# 03 - Training Qiskit VQC with a Simple SPSA-style Optimizer

This notebook trains a small Qiskit variational classifier using a
gradient-free SPSA-style optimizer with the `Sampler` primitive.

In [1]:
import numpy as np
import matplotlib.pyplot as plt

from qiskit.circuit import QuantumCircuit, ParameterVector
from qiskit.primitives import Sampler

from quantumuq import ShotBootstrap, wrap_qiskit_sampler
from quantumuq.datasets.toy import make_moons

rng = np.random.default_rng(0)
dataset = make_moons(n_samples=200, noise=0.1, random_state=0)
X, y = dataset.X, dataset.y
perm = rng.permutation(len(X))
train_idx, test_idx = perm[:150], perm[150:]
X_train, y_train = X[train_idx], y[train_idx]
X_test, y_test = X[test_idx], y[test_idx]

In [2]:
n_qubits = 1
n_params = 2
theta = ParameterVector("theta", n_params)

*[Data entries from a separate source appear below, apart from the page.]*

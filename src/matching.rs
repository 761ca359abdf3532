// Copyright (c) 2015-2022 Frank Fischer <frank-fischer@shadow-soft.de>
//
// This program is free software: you can redistribute it and/or
// modify it under the terms of the GNU General Public License as
// published by the Free Software Foundation, either version 3 of the
// License, or (at your option) any later version.
//
// This program is distributed in the hope that it will be useful, but
// WITHOUT ANY WARRANTY; without even the implied warranty of
// MERCHANTABILITY or FITNESS FOR A PARTICULAR PURPOSE.  See the GNU
// General Public License for more details.
//
// You should have received a copy of the GNU General Public License
// along with this program.  If not, see  <http://www.gnu.org/licenses/>
//

//! Bipartite matchings with demands.
//!
//! A [`Matching`] is a flow network of the form
//! `source -> U -> V -> sink`. Each item `u` of the U-side is connected to
//! the source by an arc of capacity 1 and to every item `v` of the V-side
//! with `qualifies(u, v)` by an arc of capacity 1. Each item of the V-side
//! is connected to the sink by an arc whose capacity is the number of
//! U-items it requires.
//!
//! Besides computing maximal matchings the facade supports what-if
//! queries: the flow can be saved by [`Matching::get_state`], capacities of
//! source arcs can be raised, and the saved flow can be restored.
//!
//! # Example
//!
//! ```
//! use team_flow::Matching;
//!
//! let mut m = Matching::new(
//!     |u: &u32, v: &char| *v == 'x' || *u == 2,
//!     vec![1, 2],
//!     vec![('x', 1), ('y', 1)],
//! )
//! .unwrap();
//!
//! m.set_match(&2, &'x').unwrap();
//! assert_eq!(m.flow_amount(), Ok(1));
//!
//! m.find_matching().unwrap();
//! assert_eq!(m.flow_amount(), Ok(2));
//!
//! let mut matches = m.matches();
//! matches.sort();
//! assert_eq!(matches, vec![(&1, &'x'), (&2, &'y')]);
//! ```

use crate::error::{Error, Result};
use crate::maxflow::{PushRelabel, State};
use crate::network::{name, FlowNetwork};
use crate::node::{node, Node};

use std::collections::HashSet;
use std::fmt::Debug;
use std::hash::Hash;

#[cfg(feature = "serialize")]
use serde_derive::{Deserialize, Serialize};

/// Payload of a node in a bipartite network.
#[derive(Clone, Debug, PartialEq, Eq, Hash, PartialOrd, Ord)]
#[cfg_attr(feature = "serialize", derive(Serialize, Deserialize))]
pub enum Side<U, V> {
    /// An item of the U-side.
    U(U),
    /// An item of the V-side.
    V(V),
}

/// A bipartite matching solved as a maximum flow problem.
pub struct Matching<U, V> {
    flow: PushRelabel<Side<U, V>, usize>,
}

impl<U, V> Matching<U, V>
where
    U: Eq + Hash + Clone + Debug,
    V: Eq + Hash + Clone + Debug,
{
    /// Create a new matching.
    ///
    /// `us` are the items of the U-side, `vs` the items of the V-side
    /// together with the number of U-items each of them requires. The
    /// matching starts with the zero flow. Each V-item may occur only once.
    pub fn new<P, IU, IV>(qualifies: P, us: IU, vs: IV) -> Result<Self>
    where
        P: Fn(&U, &V) -> bool,
        IU: IntoIterator<Item = U>,
        IV: IntoIterator<Item = (V, usize)>,
    {
        let vs = vs.into_iter().collect::<Vec<_>>();
        let mut seen = HashSet::new();
        if let Some((v, _)) = vs.iter().find(|(v, _)| !seen.insert(v)) {
            return Err(Error::DuplicateRequirement(format!("{:?}", v)));
        }

        let mut network = FlowNetwork::new();
        for (v, count) in &vs {
            network.set_arc_capacity(*count, node(Side::V(v.clone())), Node::Sink)?;
        }
        for u in us {
            network.set_arc_capacity(1, Node::Source, node(Side::U(u.clone())))?;
            for (v, _) in vs.iter().filter(|(v, _)| qualifies(&u, v)) {
                network.set_arc_capacity(1, node(Side::U(u.clone())), node(Side::V(v.clone())))?;
            }
        }

        let mut flow = PushRelabel::new(network);
        flow.reset();
        Ok(Matching { flow })
    }

    /// Return the underlying network.
    pub fn network(&self) -> &FlowNetwork<Side<U, V>, usize> {
        self.flow.network()
    }

    /// Match `u` with `v`.
    ///
    /// One unit of flow is sent along `source -> u -> v -> sink`. The call
    /// fails without changing the flow if `u` does not qualify for `v` or
    /// if one of the three arcs has no capacity left.
    pub fn set_match(&mut self, u: &U, v: &V) -> Result<()> {
        let un = node(Side::U(u.clone()));
        let vn = node(Side::V(v.clone()));
        let network = self.flow.network();
        if network.arc_capacity(&un, &vn) == 0 {
            return Err(Error::NoQualifyingArc {
                tail: format!("{:?}", u),
                head: format!("{:?}", v),
            });
        }

        push_unit_path(&mut self.flow, &[(&Node::Source, &un), (&un, &vn), (&vn, &Node::Sink)])
    }

    /// Return the capacity of the arc from the source to `u`.
    pub fn u_count(&self, u: &U) -> usize {
        self.network().arc_capacity(&Node::Source, &node(Side::U(u.clone())))
    }

    /// Raise the capacity of the arc from the source to `u` by `delta`.
    ///
    /// Afterwards `u` may be matched to `delta` further V-items without
    /// giving up its current matches. Fails if the capacity would overflow.
    pub fn increase_u_count(&mut self, u: &U, delta: usize) -> Result<()> {
        let un = self.u_node(u)?;
        let count = self.network().arc_capacity(&Node::Source, &un);
        let count = count.checked_add(delta).ok_or_else(|| Error::CapacityOverflow {
            tail: "source".to_string(),
            head: format!("{:?}", u),
        })?;
        self.flow.network_mut().set_arc_capacity(count, Node::Source, un)
    }

    /// Lower the capacity of the arc from the source to `u` by `delta`.
    ///
    /// Fails if the capacity would drop below zero or below the current
    /// flow on the arc.
    pub fn decrease_u_count(&mut self, u: &U, delta: usize) -> Result<()> {
        let un = self.u_node(u)?;
        let count = self.network().arc_capacity(&Node::Source, &un);
        if delta > count {
            return Err(Error::NegativeCapacity {
                tail: "source".to_string(),
                head: format!("{:?}", u),
            });
        }
        self.flow.network_mut().set_arc_capacity(count - delta, Node::Source, un)
    }

    fn u_node(&self, u: &U) -> Result<Node<Side<U, V>>> {
        let un = node(Side::U(u.clone()));
        if self.network().contains_node(&un) {
            Ok(un)
        } else {
            Err(Error::UnknownNode(format!("{:?}", u)))
        }
    }

    /// Extend the current matching to a maximal one.
    pub fn find_matching(&mut self) -> Result<()> {
        self.flow.preflow_push()
    }

    /// Return a snapshot of the current flow.
    pub fn get_state(&self) -> State<usize> {
        self.flow.get_state()
    }

    /// Restore a snapshot taken by [`Self::get_state`].
    ///
    /// Only the flow is restored, capacities changed in between stay as
    /// they are.
    pub fn restore(&mut self, state: &State<usize>) -> Result<()> {
        self.flow.restore(state)
    }

    /// Return the number of matched units.
    pub fn flow_amount(&self) -> Result<usize> {
        self.flow.flow_amount()
    }

    /// Return all pairs `(u, v)` that are currently matched.
    pub fn matches(&self) -> Vec<(&U, &V)> {
        self.network()
            .arcs()
            .filter(|a| a.flow > 0)
            .filter_map(|a| match (a.tail.value(), a.head.value()) {
                (Some(Side::U(u)), Some(Side::V(v))) => Some((u, v)),
                _ => None,
            })
            .collect()
    }
}

/// Send one unit of flow along each pair of `path`.
///
/// All pairs are checked before anything is pushed, so the flow is left
/// unchanged if one of them has no residual capacity.
pub(crate) fn push_unit_path<T>(flow: &mut PushRelabel<T, usize>, path: &[(&Node<T>, &Node<T>)]) -> Result<()>
where
    T: Eq + Hash + Clone + Debug,
{
    let network = flow.network();
    if let Some(&(t, h)) = path.iter().find(|&&(t, h)| network.residual_capacity(t, h) == 0) {
        return Err(Error::InsufficientCapacity {
            tail: name(t),
            head: name(h),
        });
    }
    for &(t, h) in path {
        flow.push_flow(1, t, h)?;
    }
    Ok(())
}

qc = QuantumCircuit(n_qubits)
qc.ry(theta[0], 0)
qc.rz(theta[1], 0)
qc.measure_all()

def feature_map(X: np.ndarray):
    X_arr = np.asarray(X)
    if X_arr.ndim == 1:
        X_arr = X_arr[0:1]
    # Map first feature to a simple linear function.
    return [[float(x[0]), -float(x[0])] for x in X_arr]

sampler = Sampler()
predictor = wrap_qiskit_sampler(
    sampler=sampler,
    circuit=qc,
    task="classification",
    n_classes=2,
    feature_map=feature_map,
)

  sampler = Sampler()


In [3]:
def spsa_step(params, a, c):
    delta = rng.choice([-1.0, 1.0], size=params.shape)
    params_plus = params + c * delta
    params_minus = params - c * delta

    def loss_for(p):
        # Override feature_map by shifting parameters.
        def fm(X_batch):
            return [list(p) for _ in np.atleast_2d(X_batch)]

        local_predictor = wrap_qiskit_sampler(
            sampler=sampler,
            circuit=qc,
            task="classification",
            n_classes=2,
            feature_map=fm,
        )
        probs = local_predictor.predict_proba(X_train, shots=1000)
        probs = np.clip(probs, 1e-12, 1.0)
        y_one_hot = np.eye(2)[y_train]
        return -np.mean(np.sum(y_one_hot * np.log(probs), axis=1))

    l_plus = loss_for(params_plus)
    l_minus = loss_for(params_minus)
    g_hat = (l_plus - l_minus) / (2.0 * c * delta)
    return params - a * g_hat

# Minimal training loop (few iterations to keep runtime small).
params_vec = np.zeros(n_params)
for k in range(10):
    a = 0.1 / (k + 1)
    c = 0.1
    params_vec = spsa_step(params_vec, a=a, c=c)
    print(f"Iter {k+1}, params={params_vec}")

def trained_feature_map(X_batch):
    return [list(params_vec) for _ in np.atleast_2d(X_batch)]

trained_predictor = wrap_qiskit_sampler(
    sampler=sampler,
    circuit=qc,
    task="classification",
    n_classes=2,
    feature_map=trained_feature_map,
)

uq = ShotBootstrap(n_samples=8, shots=1000, seed=0)
uq_model = trained_predictor.with_uq(uq)
dist = uq_model.predict_dist(X_test)
print("Predictive mean shape:", dist.mean.shape)

Iter 1, params=[0.08382779 0.08382779]
Iter 2, params=[2.76816958 2.76816958]
Iter 3, params=[2.68309031 2.85324885]
Iter 4, params=[2.63318114 2.80333968]
Iter 5, params=[2.59919249 2.76935103]
Iter 6, params=[2.57171491 2.74187344]
Iter 7, params=[2.5497678  2.76382055]
Iter 8, params=[2.5311114  2.74516415]
Iter 9, params=[2.51648865 2.73054141]
Iter 10, params=[2.50320384 2.7172566 ]
Predictive mean shape: (50, 2)


## What the SPSA training loop does

- `params_vec` collects all trainable circuit parameters.
- At each iteration, we sample a random perturbation `delta` and evaluate
  the loss at `params + c * delta` and `params - c * delta`.
- These two evaluations give a noisy estimate of the gradient direction,
  which we use to update `params_vec`.
- This is a simple, gradient-free way to optimize Qiskit circuits using only
  `Sampler` evaluations (no analytic gradients required).